# Introdution to ceser

## Summary

The ceser package contains an implementation in R of the Cluster Estimated Standard Error (CESE) method proposed by Jackson (2019). The method estimates the covariance matrix of the estimated coefficients of linear models in grouped data sets with correlation among observations within groups. CESE is an alternative solution for the classical Cluster Robust Standard Error (CRSE) (Greene (2012),Eicker (1967),White (1980),Liang and Zeger (1986),MacKinnon and Webb (2017)), which underestimates the standard errors in most of the situations encountered in practice (Esarey and Menger (2018)).

## Technical Details

Jackson (2019) proposes an approach labeled CESE to estimate the standard errors in grouped data with within-group correlation in the residuals. The approach is based on the estimated expectation of the product of the residuals.
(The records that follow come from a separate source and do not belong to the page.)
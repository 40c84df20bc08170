//! Bounded calls to optional external services.
//!
//! The call runs on a detached worker thread; if it does not answer within the
//! timeout the caller moves on and the late result is dropped.

use std::time::Duration;

use crossbeam_channel::{bounded, RecvTimeoutError};

use crate::errors::{MindcastResult, ServiceError};

/// Run `call` with an upper bound on how long the caller waits.
///
/// Returns `ServiceError::Timeout` when the deadline passes and
/// `ServiceError::Failed` when the worker dies without answering.
pub fn call_with_timeout<T, F>(service: &str, timeout: Duration, call: F) -> MindcastResult<T>
where
    T: Send + 'static,
    F: FnOnce() -> MindcastResult<T> + Send + 'static,
{
    let (tx, rx) = bounded(1);
    let spawned = std::thread::Builder::new()
        .name(format!("mindcast-{service}"))
        .spawn(move || {
            // Receiver may be gone after a timeout.
            let _ = tx.send(call());
        });
    if let Err(e) = spawned {
        return Err(ServiceError::Unavailable {
            service: service.to_string(),
            reason: e.to_string(),
        }
        .into());
    }

    match rx.recv_timeout(timeout) {
        Ok(result) => result,
        Err(RecvTimeoutError::Timeout) => Err(ServiceError::Timeout {
            service: service.to_string(),
            timeout_ms: timeout.as_millis() as u64,
        }
        .into()),
        Err(RecvTimeoutError::Disconnected) => Err(ServiceError::Failed {
            service: service.to_string(),
            reason: "worker exited without a response".to_string(),
        }
        .into()),
    }
}

#[cfg(test)]
mod tests {
    use super::*;
    use crate::errors::MindcastError;

    #[test]
    fn fast_call_returns_value() {
        let v = call_with_timeout("test", Duration::from_secs(1), || Ok(42)).unwrap();
        assert_eq!(v, 42);
    }

    #[test]
    fn slow_call_times_out() {
        let err = call_with_timeout("slow", Duration::from_millis(20), || {
            std::thread::sleep(Duration::from_millis(500));
            Ok(())
        })
        .unwrap_err();
        assert!(matches!(
            err,
            MindcastError::ServiceError(ServiceError::Timeout { .. })
        ));
    }

    #[test]
    fn panicking_call_reports_failure() {
        let err = call_with_timeout::<(), _>("boom", Duration::from_secs(1), || {
            panic!("service exploded")
        })
        .unwrap_err();
        assert!(matches!(
            err,
            MindcastError::ServiceError(ServiceError::Failed { .. })
        ));
    }
}
use crate::errors::MindcastResult;
use crate::models::{AiCorrelation, AiPrediction, Forecast, ForecastWindow, UserId};

/// Optional AI correlation discovery. Always called through a bounded timeout.
pub trait IAiCorrelationService: Send + Sync {
    fn detect_correlations(
        &self,
        user_id: UserId,
        window_days: u32,
    ) -> MindcastResult<Vec<AiCorrelation>>;
}

/// Optional AI risk prediction. Always called through a bounded timeout.
pub trait IAiPredictionService: Send + Sync {
    /// `forecast` is the engine's own forecast, passed as context.
    fn predict_episode_risk(
        &self,
        user_id: UserId,
        window: ForecastWindow,
        forecast: &Forecast,
    ) -> MindcastResult<AiPrediction>;
}
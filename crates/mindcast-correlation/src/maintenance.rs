//! Daily maintenance: re-scan recently active users, then prune weak rows.

use std::sync::atomic::Ordering;

use chrono::Duration;
use rayon::prelude::*;
use tracing::{info, warn};

use mindcast_core::errors::MindcastResult;
use mindcast_observability::maintenance_span;
use mindcast_observability::tracing_setup::events;

use crate::engine::CorrelationEngine;
use crate::report::{DetectionSummary, MaintenanceReport};

impl CorrelationEngine {
    /// Delete correlations weaker than `cleanup_max_strength` discovered more
    /// than `cleanup_age_days` ago.
    pub fn cleanup_weak_correlations(&self) -> MindcastResult<u64> {
        let cutoff = self.clock.now() - Duration::days(self.config.cleanup_age_days);
        let deleted = self
            .store
            .delete_weak_correlations(self.config.cleanup_max_strength, cutoff)?;
        info!(deleted, cutoff = %cutoff, "weak correlations removed");
        Ok(deleted)
    }

    /// Re-detect for users active in the last `maintenance_active_days` over
    /// their last `maintenance_rescan_days` of episodes, in parallel across
    /// users, then clean up. A user whose pass fails is logged and counted.
    ///
    /// Overlapping runs are refused: the second caller gets a report with
    /// `already_running` set.
    pub fn run_daily_maintenance(&self) -> MindcastResult<MaintenanceReport> {
        if self
            .maintenance_running
            .compare_exchange(false, true, Ordering::AcqRel, Ordering::Acquire)
            .is_err()
        {
            warn!("correlation maintenance already running, skipping");
            return Ok(MaintenanceReport {
                already_running: true,
                ..MaintenanceReport::default()
            });
        }

        let result = self.maintenance_pass();
        self.maintenance_running.store(false, Ordering::Release);
        result
    }

    fn maintenance_pass(&self) -> MindcastResult<MaintenanceReport> {
        let now = self.clock.now();
        let users = self
            .episodes
            .active_users(now - Duration::days(self.config.maintenance_active_days))?;
        let _span = maintenance_span!(users.len()).entered();
        let since = now - Duration::days(self.config.maintenance_rescan_days);

        let passes: Vec<Option<DetectionSummary>> = users
            .par_iter()
            .map(|&user_id| match self.detect_for_user(user_id, since) {
                Ok(summary) => Some(summary),
                Err(e) => {
                    warn!(user_id, error = %e, "maintenance re-scan failed for user");
                    None
                }
            })
            .collect();

        let mut report = MaintenanceReport {
            users_scanned: users.len(),
            ..MaintenanceReport::default()
        };
        for pass in &passes {
            match pass {
                Some(s) => {
                    report.episodes_rescanned += s.episodes_scanned;
                    report.correlations_saved += s.saved();
                    report.patterns_emitted += s.patterns_emitted;
                }
                None => report.users_failed += 1,
            }
        }

        report.correlations_deleted = self.cleanup_weak_correlations()?;
        events::maintenance_completed(
            report.users_scanned,
            report.episodes_rescanned,
            report.correlations_deleted,
        );
        Ok(report)
    }
}
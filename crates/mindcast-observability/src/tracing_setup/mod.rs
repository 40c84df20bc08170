//! Tracing setup: structured JSON logging, span macros, and named events.

pub mod events;
pub mod spans;

use mindcast_core::config::ObservabilityConfig;
use tracing_subscriber::EnvFilter;

const LOG_ENV: &str = "MINDCAST_LOG";

/// Install the JSON subscriber.
///
/// `MINDCAST_LOG` takes precedence; otherwise the level is `info`. Calling
/// this more than once is a no-op.
pub fn init_tracing() {
    let filter = EnvFilter::try_from_env(LOG_ENV).unwrap_or_else(|_| EnvFilter::new("info"));
    install(filter);
}

/// Like [`init_tracing`], falling back to `config.log_level` when
/// `MINDCAST_LOG` is unset.
pub fn init_tracing_from_config(config: &ObservabilityConfig) {
    let filter = EnvFilter::try_from_env(LOG_ENV)
        .unwrap_or_else(|_| EnvFilter::new(config.log_level.as_str()));
    install(filter);
}

/// Initialize tracing with an explicit filter string (tests, embedding).
pub fn init_tracing_with_filter(filter: &str) {
    install(EnvFilter::new(filter));
}

fn install(filter: EnvFilter) {
    let _ = tracing_subscriber::fmt()
        .with_env_filter(filter)
        .with_target(true)
        .with_thread_ids(true)
        .with_file(true)
        .with_line_number(true)
        .json()
        .try_init();
}
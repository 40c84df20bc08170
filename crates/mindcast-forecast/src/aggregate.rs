//! Weighted combination of per-episode-type contributions.

use std::collections::BTreeMap;

use tracing::{debug, warn};

use mindcast_core::models::{EpisodeRisk, ForecastWindow, HighRiskPeriod, UserId};
use mindcast_core::registry::ContributorRegistry;

/// Combined contributor output for one build.
#[derive(Debug, Clone, Default, PartialEq)]
pub struct Aggregate {
    /// `Σ risk×weight / Σ weight`; 0 when nothing contributed.
    pub overall_risk: f64,
    /// Mean confidence across contributing types.
    pub confidence: f64,
    pub episode_risks: BTreeMap<String, EpisodeRisk>,
    pub high_risk_periods: Vec<HighRiskPeriod>,
    pub recommendations: Vec<String>,
}

/// Ask each enabled type's contributor for its share of the forecast.
///
/// Types without a contributor are skipped; a failing contributor is logged
/// and left out of the average.
pub fn aggregate(
    contributors: &ContributorRegistry,
    enabled_types: &[String],
    user_id: UserId,
    window: ForecastWindow,
) -> Aggregate {
    let mut out = Aggregate::default();
    let mut weighted_risk = 0.0;
    let mut total_weight = 0.0;
    let mut confidence_sum = 0.0;

    for episode_type in enabled_types {
        let Some(contributor) = contributors.get(episode_type) else {
            debug!(user_id, episode_type = %episode_type, "no contributor registered");
            continue;
        };
        let contribution = match contributor.contribute_to_forecast(user_id, window) {
            Ok(c) => c,
            Err(e) => {
                warn!(
                    user_id,
                    episode_type = %episode_type,
                    window = %window,
                    error = %e,
                    "contributor failed, leaving type out of forecast"
                );
                continue;
            }
        };

        let risk = unit(contribution.risk_score);
        let confidence = unit(contribution.confidence);
        let weight = if contribution.weight.is_finite() {
            contribution.weight.max(0.0)
        } else {
            0.0
        };
        weighted_risk += risk * weight;
        total_weight += weight;
        confidence_sum += confidence;

        out.high_risk_periods.extend(contribution.high_risk_periods);
        for rec in contribution.recommendations {
            if !out.recommendations.contains(&rec) {
                out.recommendations.push(rec);
            }
        }
        out.episode_risks.insert(
            episode_type.clone(),
            EpisodeRisk {
                risk_score: risk,
                confidence,
                weight,
                contributing_factors: contribution.contributing_factors,
            },
        );
    }

    let n = out.episode_risks.len();
    if n > 0 {
        out.overall_risk = if total_weight > 0.0 {
            (weighted_risk / total_weight).clamp(0.0, 1.0)
        } else {
            // Every weight was zero: fall back to a plain mean.
            out.episode_risks.values().map(|r| r.risk_score).sum::<f64>() / n as f64
        };
        out.confidence = confidence_sum / n as f64;
    }
    out
}

fn unit(v: f64) -> f64 {
    if v.is_finite() {
        v.clamp(0.0, 1.0)
    } else {
        0.0
    }
}
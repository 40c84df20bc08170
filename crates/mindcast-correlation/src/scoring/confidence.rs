//! Confidence formulas. Both are about evidence volume, not strength alone.

/// Step function over prior rows for the same (user, types, correlation type).
pub fn frequency_confidence(prior_count: usize) -> f64 {
    match prior_count {
        n if n >= 10 => 0.95,
        n if n >= 7 => 0.85,
        n if n >= 5 => 0.75,
        n if n >= 3 => 0.65,
        n if n >= 2 => 0.55,
        _ => 0.45,
    }
}

/// Confidence of a grouped summary: 0.5 base, up to 0.3 for volume (saturating
/// at 10 occurrences), up to 0.2 for average strength. Capped at 1.
pub fn evidence_confidence(occurrences: usize, average_strength: f64) -> f64 {
    let volume = (occurrences as f64 / 10.0).min(1.0) * 0.3;
    let strength = average_strength.clamp(0.0, 1.0) * 0.2;
    (0.5 + volume + strength).min(1.0)
}
use chrono::{Duration, TimeZone, Utc};
use mindcast_core::config::ObservabilityConfig;
use mindcast_core::models::{ForecastLogEntry, ForecastWindow, RiskLevel};
use mindcast_core::traits::IForecastHistory;
use mindcast_observability::ForecastLog;

fn entry(user_id: u64, window: ForecastWindow, risk: f64, hours_ago: i64) -> ForecastLogEntry {
    let now = Utc.with_ymd_and_hms(2026, 5, 10, 12, 0, 0).unwrap();
    ForecastLogEntry {
        user_id,
        window,
        overall_risk: risk,
        confidence: 0.6,
        risk_level: RiskLevel::from_score(risk),
        ai_enhanced: false,
        generated_at: now - Duration::hours(hours_ago),
    }
}

#[test]
fn entries_since_filters_by_window_and_time() {
    let log = ForecastLog::new();
    log.record(entry(1, ForecastWindow::Hours24, 0.2, 200));
    log.record(entry(1, ForecastWindow::Hours24, 0.4, 48));
    log.record(entry(1, ForecastWindow::Days7, 0.9, 24));
    log.record(entry(2, ForecastWindow::Hours24, 0.7, 1));

    let since = Utc.with_ymd_and_hms(2026, 5, 3, 12, 0, 0).unwrap();
    let recent = log.entries_since(1, ForecastWindow::Hours24, since);
    assert_eq!(recent.len(), 1);
    assert_eq!(recent[0].overall_risk, 0.4);
    assert_eq!(log.mean_risk_since(1, ForecastWindow::Days7, since), Some(0.9));
    assert_eq!(log.mean_risk_since(3, ForecastWindow::Days7, since), None);
}

#[test]
fn per_user_capacity_drops_oldest() {
    let config = ObservabilityConfig {
        forecast_log_capacity: 3,
        ..Default::default()
    };
    let log = ForecastLog::from_config(&config);
    for i in 0..5 {
        log.record(entry(1, ForecastWindow::Hours24, i as f64 / 10.0, 10 - i));
    }
    let kept = log.entries_for(1);
    assert_eq!(kept.len(), 3);
    assert_eq!(kept[0].overall_risk, 0.2);
    assert_eq!(log.len(), 3);
}

#[test]
fn init_tracing_is_idempotent() {
    mindcast_observability::init_tracing_with_filter("debug");
    mindcast_observability::init_tracing();
    mindcast_observability::init_tracing_from_config(&Default::default());
    mindcast_observability::tracing_setup::events::service_degraded("ai_prediction", 1, "timeout");
}
use std::collections::BTreeSet;
use std::fmt;
use std::str::FromStr;

use chrono::{DateTime, Utc};
use serde::{Deserialize, Serialize};

use super::episode::{EpisodeId, UserId};
use crate::errors::{MindcastError, RegistryError};

pub type CorrelationId = u64;

/// Temporal relationship between a primary and a related episode.
#[derive(Debug, Clone, Copy, PartialEq, Eq, Hash, PartialOrd, Ord, Serialize, Deserialize)]
#[serde(rename_all = "snake_case")]
pub enum CorrelationType {
    Precedes,
    Follows,
    Concurrent,
    Triggers,
    TriggeredBy,
}

impl CorrelationType {
    pub const ALL: [CorrelationType; 5] = [
        Self::Precedes,
        Self::Follows,
        Self::Concurrent,
        Self::Triggers,
        Self::TriggeredBy,
    ];

    pub fn as_str(&self) -> &'static str {
        match self {
            Self::Precedes => "precedes",
            Self::Follows => "follows",
            Self::Concurrent => "concurrent",
            Self::Triggers => "triggers",
            Self::TriggeredBy => "triggered_by",
        }
    }
}

impl fmt::Display for CorrelationType {
    fn fmt(&self, f: &mut fmt::Formatter<'_>) -> fmt::Result {
        f.write_str(self.as_str())
    }
}

impl FromStr for CorrelationType {
    type Err = MindcastError;

    fn from_str(s: &str) -> Result<Self, Self::Err> {
        Self::ALL
            .into_iter()
            .find(|t| t.as_str() == s)
            .ok_or_else(|| {
                RegistryError::UnknownTag {
                    kind: "correlation_type".to_string(),
                    tag: s.to_string(),
                }
                .into()
            })
    }
}

/// Qualitative context shared by both episodes of a correlation.
#[derive(Debug, Clone, Copy, PartialEq, Eq, Hash, PartialOrd, Ord, Serialize, Deserialize)]
#[serde(rename_all = "snake_case")]
pub enum CorrelationFactor {
    SameTimeOfDay,
    SameDayOfWeek,
    SameLocation,
    BiologicalFactors,
}

impl CorrelationFactor {
    pub fn as_str(&self) -> &'static str {
        match self {
            Self::SameTimeOfDay => "same_time_of_day",
            Self::SameDayOfWeek => "same_day_of_week",
            Self::SameLocation => "same_location",
            Self::BiologicalFactors => "biological_factors",
        }
    }
}

/// A detected relationship between two episodes of one user.
///
/// At most one row exists per unordered episode pair.
#[derive(Debug, Clone, PartialEq, Serialize, Deserialize)]
pub struct Correlation {
    /// Assigned by the store; `None` until persisted.
    pub correlation_id: Option<CorrelationId>,
    pub user_id: UserId,
    pub primary_episode_id: EpisodeId,
    pub primary_type: String,
    pub related_episode_id: EpisodeId,
    pub related_type: String,
    pub correlation_type: CorrelationType,
    /// Signed hours from related to primary; negative when primary came first.
    pub time_offset_hours: f64,
    pub correlation_strength: f64,
    pub confidence_score: f64,
    pub factors: BTreeSet<CorrelationFactor>,
    pub discovered_date: DateTime<Utc>,
}

impl Correlation {
    /// Unordered pair key: (lower id, higher id).
    pub fn pair_key(&self) -> (EpisodeId, EpisodeId) {
        pair_key(self.primary_episode_id, self.related_episode_id)
    }

    /// Whether this row links exactly episodes `a` and `b`, in either order.
    pub fn links(&self, a: EpisodeId, b: EpisodeId) -> bool {
        self.pair_key() == pair_key(a, b)
    }
}

/// Order-independent key for an episode pair.
pub fn pair_key(a: EpisodeId, b: EpisodeId) -> (EpisodeId, EpisodeId) {
    if a <= b {
        (a, b)
    } else {
        (b, a)
    }
}

/// Result of persisting a correlation.
#[derive(Debug, Clone, Copy, PartialEq, Eq)]
pub enum UpsertOutcome {
    Inserted(CorrelationId),
    Updated(CorrelationId),
}

impl UpsertOutcome {
    pub fn id(&self) -> CorrelationId {
        match self {
            Self::Inserted(id) | Self::Updated(id) => *id,
        }
    }

    pub fn is_insert(&self) -> bool {
        matches!(self, Self::Inserted(_))
    }
}

/// Filter for listing a user's correlations.
#[derive(Debug, Clone, Default)]
pub struct CorrelationFilter {
    pub min_strength: Option<f64>,
    pub discovered_since: Option<DateTime<Utc>>,
    pub limit: Option<usize>,
}

/// A correlation group whose primary type currently carries elevated risk.
#[derive(Debug, Clone, PartialEq, Serialize, Deserialize)]
pub struct CorrelationRiskFactor {
    pub primary_type: String,
    pub related_type: String,
    pub correlation_type: CorrelationType,
    pub correlation_strength: f64,
    pub occurrences: usize,
    pub average_time_offset_hours: f64,
    /// The primary type's own current risk.
    pub primary_risk: f64,
    /// `primary_risk × correlation_strength`.
    pub risk_increase: f64,
}

#[cfg(test)]
mod tests {
    use super::*;

    #[test]
    fn correlation_type_round_trips_through_tags() {
        for t in CorrelationType::ALL {
            assert_eq!(t.as_str().parse::<CorrelationType>().unwrap(), t);
        }
        assert!("sideways".parse::<CorrelationType>().is_err());
    }

    #[test]
    fn pair_key_is_order_independent() {
        assert_eq!(pair_key(7, 3), pair_key(3, 7));
        assert_eq!(pair_key(3, 7), (3, 7));
    }

    #[test]
    fn serde_uses_snake_case_tags() {
        let json = serde_json::to_string(&CorrelationType::TriggeredBy).unwrap();
        assert_eq!(json, "\"triggered_by\"");
    }
}
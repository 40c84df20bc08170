//! Optional AI blend on top of a built forecast.

use std::sync::Arc;
use std::time::Duration;

use mindcast_core::constants::AI_PREDICTION_SERVICE;
use mindcast_core::external::call_with_timeout;
use mindcast_core::models::{AiPrediction, Forecast, ForecastInsight, InsightKind};
use mindcast_core::traits::IAiPredictionService;
use mindcast_observability::tracing_setup::events;

/// Ask the prediction service for an adjustment and fold it into `forecast`.
///
/// Returns whether the forecast was enhanced. Failures and timeouts leave the
/// forecast untouched.
pub fn enhance(
    service: &Arc<dyn IAiPredictionService>,
    forecast: &mut Forecast,
    timeout: Duration,
    blend_factor: f64,
) -> bool {
    let svc = Arc::clone(service);
    let user_id = forecast.user_id;
    let window = forecast.window;
    let context = forecast.clone();
    let result = call_with_timeout(AI_PREDICTION_SERVICE, timeout, move || {
        svc.predict_episode_risk(user_id, window, &context)
    });

    match result {
        Ok(prediction) => {
            apply(forecast, prediction, blend_factor);
            true
        }
        Err(e) => {
            events::service_degraded(AI_PREDICTION_SERVICE, user_id, &e.to_string());
            false
        }
    }
}

/// Blend `adjustment × confidence × blend_factor` into the risk and append
/// the service's insights, periods, and predictions.
pub fn apply(forecast: &mut Forecast, prediction: AiPrediction, blend_factor: f64) {
    let adjustment = prediction.risk_adjustment.clamp(-1.0, 1.0)
        * prediction.confidence.clamp(0.0, 1.0)
        * blend_factor;
    if adjustment.is_finite() {
        forecast.overall_risk = (forecast.overall_risk + adjustment).clamp(0.0, 1.0);
    }
    forecast.insights.extend(
        prediction
            .insights
            .into_iter()
            .map(|text| ForecastInsight::new(InsightKind::Info, "ai_insight", "AI insight", text)),
    );
    forecast.high_risk_periods.extend(prediction.high_risk_periods);
    forecast.ai_predictions = prediction.predictions;
    forecast.ai_enhanced = true;
}
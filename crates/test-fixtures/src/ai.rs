//! AI service fakes: fixed answers, hard failures, and calls that hang.

use std::sync::atomic::{AtomicUsize, Ordering};
use std::time::Duration;

use mindcast_core::errors::{MindcastResult, ServiceError};
use mindcast_core::models::{AiCorrelation, AiPrediction, Forecast, ForecastWindow, UserId};
use mindcast_core::traits::{IAiCorrelationService, IAiPredictionService};

#[derive(Debug, Default)]
pub struct FixedAiPredictor {
    prediction: AiPrediction,
    calls: AtomicUsize,
}

impl FixedAiPredictor {
    pub fn new(prediction: AiPrediction) -> Self {
        Self {
            prediction,
            calls: AtomicUsize::new(0),
        }
    }

    pub fn calls(&self) -> usize {
        self.calls.load(Ordering::SeqCst)
    }
}

impl IAiPredictionService for FixedAiPredictor {
    fn predict_episode_risk(
        &self,
        _user_id: UserId,
        _window: ForecastWindow,
        _forecast: &Forecast,
    ) -> MindcastResult<AiPrediction> {
        self.calls.fetch_add(1, Ordering::SeqCst);
        Ok(self.prediction.clone())
    }
}

/// Fails every call.
#[derive(Debug, Default)]
pub struct FailingAiPredictor {
    calls: AtomicUsize,
}

impl FailingAiPredictor {
    pub fn new() -> Self {
        Self::default()
    }

    pub fn calls(&self) -> usize {
        self.calls.load(Ordering::SeqCst)
    }
}

impl IAiPredictionService for FailingAiPredictor {
    fn predict_episode_risk(
        &self,
        _user_id: UserId,
        _window: ForecastWindow,
        _forecast: &Forecast,
    ) -> MindcastResult<AiPrediction> {
        self.calls.fetch_add(1, Ordering::SeqCst);
        Err(ServiceError::Failed {
            service: "ai_prediction".to_string(),
            reason: "upstream returned 500".to_string(),
        }
        .into())
    }
}

/// Answers only after `delay`.
#[derive(Debug)]
pub struct SlowAiPredictor {
    delay: Duration,
}

impl SlowAiPredictor {
    pub fn new(delay: Duration) -> Self {
        Self { delay }
    }
}

impl IAiPredictionService for SlowAiPredictor {
    fn predict_episode_risk(
        &self,
        _user_id: UserId,
        _window: ForecastWindow,
        _forecast: &Forecast,
    ) -> MindcastResult<AiPrediction> {
        std::thread::sleep(self.delay);
        Ok(AiPrediction {
            risk_adjustment: 1.0,
            confidence: 1.0,
            ..AiPrediction::default()
        })
    }
}

#[derive(Debug, Default)]
pub struct FixedAiCorrelator {
    found: Vec<AiCorrelation>,
}

impl FixedAiCorrelator {
    pub fn new(found: Vec<AiCorrelation>) -> Self {
        Self { found }
    }
}

impl IAiCorrelationService for FixedAiCorrelator {
    fn detect_correlations(
        &self,
        _user_id: UserId,
        _window_days: u32,
    ) -> MindcastResult<Vec<AiCorrelation>> {
        Ok(self.found.clone())
    }
}

#[derive(Debug, Default)]
pub struct FailingAiCorrelator;

impl IAiCorrelationService for FailingAiCorrelator {
    fn detect_correlations(
        &self,
        _user_id: UserId,
        _window_days: u32,
    ) -> MindcastResult<Vec<AiCorrelation>> {
        Err(ServiceError::Timeout {
            service: "ai_correlation".to_string(),
            timeout_ms: 1,
        }
        .into())
    }
}
mod ai;
mod contribution;
mod correlation;
mod episode;
mod forecast;
mod insight;
mod pattern;
mod profile;
mod tier;
mod window;

pub use ai::{AiCorrelation, AiPrediction};
pub use contribution::{ForecastContribution, TypeConfig};
pub use correlation::{
    pair_key, Correlation, CorrelationFactor, CorrelationFilter, CorrelationId,
    CorrelationRiskFactor, CorrelationType, UpsertOutcome,
};
pub use episode::{DateRange, Episode, EpisodeId, UserId};
pub use forecast::{
    AccessDenied, ActivePattern, BiologicalFactor, CascadeWarning, EpisodeRisk, Forecast,
    ForecastInsight, ForecastKey, ForecastLogEntry, ForecastOutcome, HighRiskPeriod, InsightKind,
    PlanAction, PreventionPlan, RiskLevel,
};
pub use insight::CorrelationInsight;
pub use pattern::{
    CascadePattern, CorrelationPattern, PatternLevel, PeakDay, PeakHour, SeasonalPeak,
    TemporalPatterns, UserPatterns,
};
pub use profile::{CopingStrategy, CyclePhase};
pub use tier::MembershipTier;
pub use window::{Algorithm, ForecastWindow, UpdateFrequency};
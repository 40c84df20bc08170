/// Persistence-layer errors raised by store implementations.
#[derive(Debug, thiserror::Error)]
pub enum StoreError {
    #[error("backend error: {message}")]
    Backend { message: String },

    #[error("migration failed at version {version}: {reason}")]
    MigrationFailed { version: u32, reason: String },

    #[error("invalid row in {table}: {details}")]
    InvalidRow { table: String, details: String },
}
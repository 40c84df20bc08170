//! # mindcast-correlation
//!
//! Detects time-windowed relationships between a user's episodes, scores and
//! classifies them, persists the significant ones, and turns recurring ones
//! into patterns and insights.
//!
//! ## Scoring
//!
//! | Component | Weight |
//! |-----------|--------|
//! | Registry base strength for the type pair | 0.4 |
//! | Time proximity | 0.2 |
//! | Severity proximity | 0.2 |
//! | Shared trigger category | +0.1 flat |
//! | Historical average for the type pair | 0.1 |
//!
//! Confidence is a step function of how many prior rows share the same
//! (user, primary type, related type, correlation type).

pub mod ai;
pub mod engine;
pub mod insights;
pub mod locks;
pub mod maintenance;
pub mod patterns;
pub mod report;
pub mod risk_factors;
pub mod scoring;

pub use engine::CorrelationEngine;
pub use report::{DetectionSummary, MaintenanceReport, SkipReason};
pub use scoring::{score_pair, PairHistory};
Assuming that the residuals have the same variance-covariance matrix within the groups, if we denote by $$\sigma_{ig} = \sigma_{g}^{2}$$ and $$\rho_{ig} = \rho_{g}$$ the variance and covariance, respectively, of the residuals within the group $$g$$, then the expectation of the product of the residuals is given by (see Jackson (2019) for details):

\begin{align} \displaystyle\label{eq-exp-ee} \begin{split} \Sigma_g = \mathbb{E}[e_g e_g^T] = \sigma_{g}^{2} (I_g - P_g) + \rho_{g} \bigg[ \iota_{g} \iota_{g}^{T} - (I_g - P_g) - (P_g \iota_{g} \iota_{g}^{T} + \iota_{g} \iota_{g}^{T} P_g) \\ + X_g(X^{T}X)^{-1} \left( \sum_{g=1}^{G} X_{g}^{T}\iota_{g} \iota_{g}^{T} X_g \right)(X^{T}X)^{-1}X_g \bigg] \end{split} \end{align}

where $$\iota_{g}$$ is a unitary column vector, $$I_g$$ is a $$g \times g$$ identity matrix, and $$P_g = X_g (X^{T}X)^{-1}X_{g}^{T}$$. The equation above can be rewritten concisely as:

\begin{align} \displaystyle\label{eq-exp-ee-reduced} \Sigma_{g}^{} = \sigma_{g}^{2} Q_{1g} + \rho_{g} Q_{2g}. \end{align}

This equation explicitly shows that the expectation of the cross-product of the residuals is a function the data through $$Q_{1g}$$, $$Q_{2g}$$, the unknown variance $$\sigma_{g}^{2}$$, and correlation $$\rho_{g}$$ of the residuals $$e_g$$ in each group $$g$$. The CESE solution is to explore the linear structure of that equation and estimate $$\sigma_{g}^{2}$$ and $$\rho_{g}$$ as if the estimated values of $$e_g e_{g}^{T}$$ were random deviances from their expectations. Denote $$\xi$$ that deviance. Then

\begin{align} \displaystyle\label{eq-cese-reg} \begin{split} e_g e_{g}^{T} &= \mathbb{E}[e_g e_{g}^{T}] + \xi \\ &= \sigma_{g}^{2} Q_{1g} + \rho_{g} Q_{2g} + \xi \\ &= \Sigma_{g}^{} + \xi. \end{split} \end{align}

The estimates of $$\sigma_{g}^{2}$$ and $$\rho_{g}$$ are obtained using the OLS estimator. That is, if we denote $$\Omega_g = (\sigma_{g}^{2} , \rho_{g} )^{T}$$, $$q_{1g}$$ (or $$q_{2g}$$) the vectorized diagonal and lower triangle of $$Q_{1g}$$ (or $$Q_{2g}$$) stacked into a $$n_g(n_g + 1)/2$$ column vector, $$q_g = [q_{1g}, q_{2g}]$$, and $$s_{eg}$$ the corresponding elements of $$e_g e_{g}^{T}$$ stacked into a column vector as well, then the OLS CESE estimator $$\hat{\Omega}_{g} = (\hat{\sigma}_{g}^{2} , \hat{\rho}_{g} )^{T}$$ of the variance and correlation of the residuals in group $$g$$ is given by

$\hat{\Omega}_g = \text{arg min}_{\Omega_g } (s_{eg} - q_{g}\Omega_{g} )^{T}(s_{eg} - q_{g}\Omega_{g} ).$

If we assume that $$q_{g}^{T}q_{g}$$ is invertible, the first order condition gives:

\begin{align} \displaystyle\label{eq-cese-concise} \hat{\Omega}_{g} = (q_g^{T}q_g)^{-1}q_g^{T}s_{eg}. \end{align}

We can rewrite the equation above as:

\begin{align} \displaystyle\label{eq-cese-matrix } \begin{bmatrix} \hat{\sigma}_{g}^{2} \\ \hat{\rho}_{g} \end{bmatrix} = \begin{bmatrix} q_{1g}^{T}q_{1g} & q_{1g}^{T}q_{2g}\\ q_{2g}^{T}q_{1g} & q_{2g}^{T}q_{2g} \end{bmatrix}^{-1} \begin{bmatrix} q_{1g}^{T}s_{eg} \\ q_{2g}^{T}s_{eg} \end{bmatrix}. \end{align}

The estimators of $$\sigma_{g}^{2}$$ and $$\rho_{g}$$ do not require any assumption on $$\xi$$, unless we want to construct confidence intervals for the estimates of those parameters.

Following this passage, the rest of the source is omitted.